Those words had barely passed my lips when another round of faint popping echoed down the river, ricocheted off the surface of the glass-still water, and, without welcome, bounced onto the doorstep right at our feet. The rapid burst of gunfire tickled the edges of our pricked ears. A tingling sensation crawled up my spine like a Mexican scorpion on the prowl for something it could sting to death.
I squinted and said, “Who you reckon would be doin' that much shootin' this time of the mornin', Boz? Sun's only just now gettin' up good. Got nothin' more'n a fingernail-sized sliver of moon for real light right now. Could barely see my hand in front of my own face not more'n ten minutes ago.”
I took a single step out onto the rough-and-ready veranda and cast a squint-eyed gaze along that part of the shimmering river I could see. “Be full light soon enough, I guess. Another half an hour, forty-five minutes maybe.”

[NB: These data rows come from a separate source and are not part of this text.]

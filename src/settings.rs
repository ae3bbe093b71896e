//! Job settings
//!
//! Settings come from a dotenv file (`config.env` by default) and the process
//! environment. Environment variables win over the file.
//!
//! Recognized keys:
//! - `ENDPOINT` - `host:port` of the object store (required)
//! - `ACCESSKEYID`, `SECRETACCESSKEY` - static credentials (required)
//! - `USE_SSL` - `true`/`false`, defaults to `false`
//! - `REGION` - signing region
//! - `BUCKET`, `BUCKET_REGION` - bucket the job works in

use anyhow::{bail, Context, Result};
use std::collections::HashMap;
use std::path::Path;

use crate::s3::ConnectionConfig;

/// Dotenv file read when no other path is given
pub const DEFAULT_CONFIG_FILE: &str = "config.env";

pub const DEFAULT_BUCKET: &str = "miniotask";

pub const DEFAULT_BUCKET_REGION: &str = "sncr-east-05";

/// Settings for one run of the job
#[derive(Debug, Clone, PartialEq, Eq)]
pub struct Settings {
    pub connection: ConnectionConfig,

    pub bucket: String,

    pub bucket_region: Option<String>,
}

fn default_bucket() -> String {
    DEFAULT_BUCKET.to_string()
}

impl Settings {
    /// Load settings from a dotenv file and the environment.
    ///
    /// A missing file is not an error; the environment alone may be enough.
    pub fn load(path: impl AsRef<Path>) -> Result<Self> {
        let path = path.as_ref();
        let file = Self::read_env_file(path)?;

        let settings = Self::resolve(&file, |key| std::env::var(key).ok())?;

        tracing::info!(
            "Loaded settings: endpoint={}, ssl={}, bucket={}",
            settings.connection.endpoint,
            settings.connection.use_ssl,
            settings.bucket
        );

        Ok(settings)
    }

    /// Parse a dotenv file without touching the process environment
    fn read_env_file(path: &Path) -> Result<HashMap<String, String>> {
        if !path.exists() {
            tracing::warn!("Config file {:?} not found, using environment only", path);
            return Ok(HashMap::new());
        }

        let mut values = HashMap::new();
        let entries = dotenv::from_path_iter(path)
            .with_context(|| format!("Failed to read config from {:?}", path))?;

        for entry in entries {
            let (key, value) =
                entry.with_context(|| format!("Failed to parse config from {:?}", path))?;
            values.insert(key, value);
        }

        tracing::debug!("Read {} keys from {:?}", values.len(), path);

        Ok(values)
    }

    /// Build settings from file values, letting `env` override them
    pub fn resolve<F>(file: &HashMap<String, String>, env: F) -> Result<Self>
    where
        F: Fn(&str) -> Option<String>,
    {
        let lookup = |key: &str| -> Option<String> {
            env(key)
                .or_else(|| file.get(key).cloned())
                .map(|v| v.trim().to_string())
                .filter(|v| !v.is_empty())
        };
        let required = |key: &str| -> Result<String> {
            lookup(key).with_context(|| format!("Missing required setting {}", key))
        };

        let use_ssl = match lookup("USE_SSL") {
            Some(value) => parse_bool(&value).context("Invalid value for USE_SSL")?,
            None => false,
        };

        let mut connection = ConnectionConfig::new(
            required("ENDPOINT")?,
            required("ACCESSKEYID")?,
            required("SECRETACCESSKEY")?,
        )
        .with_ssl(use_ssl);
        connection.region = lookup("REGION");

        Ok(Self {
            connection,
            bucket: lookup("BUCKET").unwrap_or_else(default_bucket),
            bucket_region: Some(
                lookup("BUCKET_REGION").unwrap_or_else(|| DEFAULT_BUCKET_REGION.to_string()),
            ),
        })
    }
}

fn parse_bool(value: &str) -> Result<bool> {
    match value.to_ascii_lowercase().as_str() {
        "1" | "true" | "yes" | "on" => Ok(true),
        "0" | "false" | "no" | "off" => Ok(false),
        other => bail!("expected true or false, got {:?}", other),
    }
}

#[cfg(test)]
mod tests {
    use super::*;
    use std::io::Write;
    use tempfile::TempDir;

    fn file_values(pairs: &[(&str, &str)]) -> HashMap<String, String> {
        pairs
            .iter()
            .map(|(k, v)| (k.to_string(), v.to_string()))
            .collect()
    }

    fn no_env(_: &str) -> Option<String> {
        None
    }

    #[test]
    fn test_resolve_from_file() {
        let file = file_values(&[
            ("ENDPOINT", "localhost:9000"),
            ("ACCESSKEYID", "minioadmin"),
            ("SECRETACCESSKEY", "minioadmin"),
        ]);
        let settings = Settings::resolve(&file, no_env).unwrap();

        assert_eq!(settings.connection.endpoint, "localhost:9000");
        assert_eq!(settings.connection.access_key_id, "minioadmin");
        assert!(!settings.connection.use_ssl);
        assert!(settings.connection.region.is_none());
        assert_eq!(settings.bucket, DEFAULT_BUCKET);
        assert_eq!(settings.bucket_region.as_deref(), Some(DEFAULT_BUCKET_REGION));
    }

    #[test]
    fn test_resolve_env_overrides_file() {
        let file = file_values(&[
            ("ENDPOINT", "localhost:9000"),
            ("ACCESSKEYID", "file-key"),
            ("SECRETACCESSKEY", "file-secret"),
        ]);
        let settings = Settings::resolve(&file, |key| match key {
            "ACCESSKEYID" => Some("env-key".to_string()),
            "USE_SSL" => Some("true".to_string()),
            "BUCKET" => Some("other-bucket".to_string()),
            _ => None,
        })
        .unwrap();

        assert_eq!(settings.connection.access_key_id, "env-key");
        assert_eq!(settings.connection.secret_access_key, "file-secret");
        assert!(settings.connection.use_ssl);
        assert_eq!(settings.bucket, "other-bucket");
    }

    #[test]
    fn test_resolve_missing_endpoint() {
        let file = file_values(&[("ACCESSKEYID", "ak"), ("SECRETACCESSKEY", "sk")]);
        let err = Settings::resolve(&file, no_env).unwrap_err();
        assert!(err.to_string().contains("ENDPOINT"));
    }

    #[test]
    fn test_resolve_blank_value_counts_as_missing() {
        let file = file_values(&[
            ("ENDPOINT", "localhost:9000"),
            ("ACCESSKEYID", "  "),
            ("SECRETACCESSKEY", "sk"),
        ]);
        let err = Settings::resolve(&file, no_env).unwrap_err();
        assert!(err.to_string().contains("ACCESSKEYID"));
    }

    #[test]
    fn test_resolve_bad_use_ssl() {
        let file = file_values(&[
            ("ENDPOINT", "localhost:9000"),
            ("ACCESSKEYID", "ak"),
            ("SECRETACCESSKEY", "sk"),
            ("USE_SSL", "maybe"),
        ]);
        assert!(Settings::resolve(&file, no_env).is_err());
    }

    #[test]
    fn test_parse_bool() {
        assert!(parse_bool("TRUE").unwrap());
        assert!(parse_bool("1").unwrap());
        assert!(!parse_bool("off").unwrap());
        assert!(parse_bool("").is_err());
    }

    #[test]
    fn test_read_env_file() {
        let dir = TempDir::new().unwrap();
        let path = dir.path().join("config.env");
        let mut file = std::fs::File::create(&path).unwrap();
        writeln!(file, "# MinIO on localhost").unwrap();
        writeln!(file, "ENDPOINT=localhost:9000").unwrap();
        writeln!(file, "ACCESSKEYID=minioadmin").unwrap();
        writeln!(file, "SECRETACCESSKEY=\"minio secret\"").unwrap();
        drop(file);

        let values = Settings::read_env_file(&path).unwrap();
        assert_eq!(values.get("ENDPOINT").map(String::as_str), Some("localhost:9000"));
        assert_eq!(
            values.get("SECRETACCESSKEY").map(String::as_str),
            Some("minio secret")
        );
        assert!(!values.contains_key("#"));
    }

    #[test]
    fn test_read_env_file_missing() {
        let dir = TempDir::new().unwrap();
        let values = Settings::read_env_file(&dir.path().join("absent.env")).unwrap();
        assert!(values.is_empty());
    }

    #[test]
    fn test_settings_debug_hides_secret() {
        let file = file_values(&[
            ("ENDPOINT", "localhost:9000"),
            ("ACCESSKEYID", "minioadmin"),
            ("SECRETACCESSKEY", "very-secret-key"),
        ]);
        let settings = Settings::resolve(&file, no_env).unwrap();
        let debug = format!("{:?}", settings);
        assert!(debug.contains("localhost:9000"));
        assert!(!debug.contains("very-secret-key"));
    }
}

“Uh-huh,” Boz grunted. “Still and all, ain't much of a time for folks to be out huntin'. Lest them as are doing all that shooting have a pack of dogs along to scare up some game. Doubt that.”
“How so?”
“ 'Cause if'n they had dogs, bet ole Bear, here, would be barking and hopping around like he was on fire. Tell you what, whoever them noisy boys are, they've gotta be damned site better shots than either one of us—if they can hunt in the dark, that is.”
I mumbled, “Beats all I've heard in a while.” Then, with considerably more force and vigor, I added, “Well, suppose we'd best get ourselves together, arm up, and go see about it. Bothers the hell out of me that people are shooting up the property. That they woke me up. And here I am a standin' in the door, in my drawers, and don't have the least idea as to who they are or why they're doing it.”
Ever the philosopher, Boz said, “As you are well aware, Lucius Dodge, I don't care for such blatantly mischievous and dangerous behavior myself. Never have condoned the thoughtless deeds of arrogant, unthinking bastards as would roust me out of a night of much-needed, rejuvenating slumber by firing off their pistols in such an unthinking and promiscuous manner.”
Shook my head and grinned in spite of myself. “Jesus, Boz. I'd ask you to repeat all that, but I know you couldn't do it on a bet.”
Tatum chuckled and slapped his leg without thinking, then grimaced and sucked in a quick, hissing breath.
“Well, guess maybe you'd best amble on back down to the corral and saddle us a couple of them bangtails, Boz. I'll ride Grizz—if he'll let you get close enough to catch him.”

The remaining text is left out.